Important Information About This Notice
This Important Notice Regarding the Availability of Proxy Materials is provided to shareholders in place of printed materials for the upcoming Annual Meeting of Shareholders. You will not receive a printed copy of the proxy materials unless you request one by following the instructions above.
In 2007, the Securities and Exchange Commission adopted a rule permitting companies to send shareholders a notice regarding the Internet availability of proxy materials rather than distribute printed proxy materials. Distributing these proxy materials via the Internet saves us the cost of printing, mailing and storing documents, and reduces the impact of the Annual Meeting on the environment.
This Notice contains specific information regarding the Annual Meeting, the proposals to be voted on at the Annual Meeting, and the Internet site where the proxy materials may be found.
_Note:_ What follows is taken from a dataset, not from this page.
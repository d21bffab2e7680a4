pub(crate) mod diagnostic;
pub(crate) mod registry;
pub(crate) mod tokenize;
pub(crate) mod validate;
It is not a form for voting and should not be returned to the Company or Wells Fargo Shareowner Services. Please use the company and control numbers provided on the first page of this Notice to vote your shares at www.eproxy.com/eix.
The following e-mail was sent on March 18, 2011 to Edison International registered and 401(k) Plan shareholders who previously requested e-mail delivery of their proxy materials:
Subject: Edison International 2011 Annual Meeting
Dear Edison International Shareholder:
The 2011 Annual Meeting of Shareholders will be held at 9:00 a.m. on Thursday, April 28, 2011 at the Hilton Los Angeles/San Gabriel Hotel, San Gabriel, CA, 91776.
Our records indicate that you consented to receive your proxy materials over the Internet. This e-mail provides the information you need to view the proxy materials online and vote your shares.
The Proxy Statement and 2010 Annual Report are available at www.edison.com/annualmeeting.
The Notice of Annual Meeting is included in the Proxy Statement.
You may use the Internet to vote your proxy 24 hours a day, 7 days a week, through 9:00 p.m. Pacific time on April 27, 2011, except shares held through the Edison 401(k) Savings Plan must be voted by 9:00 p.m. Pacific time on April 26, 2011
You will need the following important numbers to access the Internet voting site and vote your shares:
Your company number: 000
Your personal eleven-digit control number: 00000000000
Thank you for your attention to this important matter.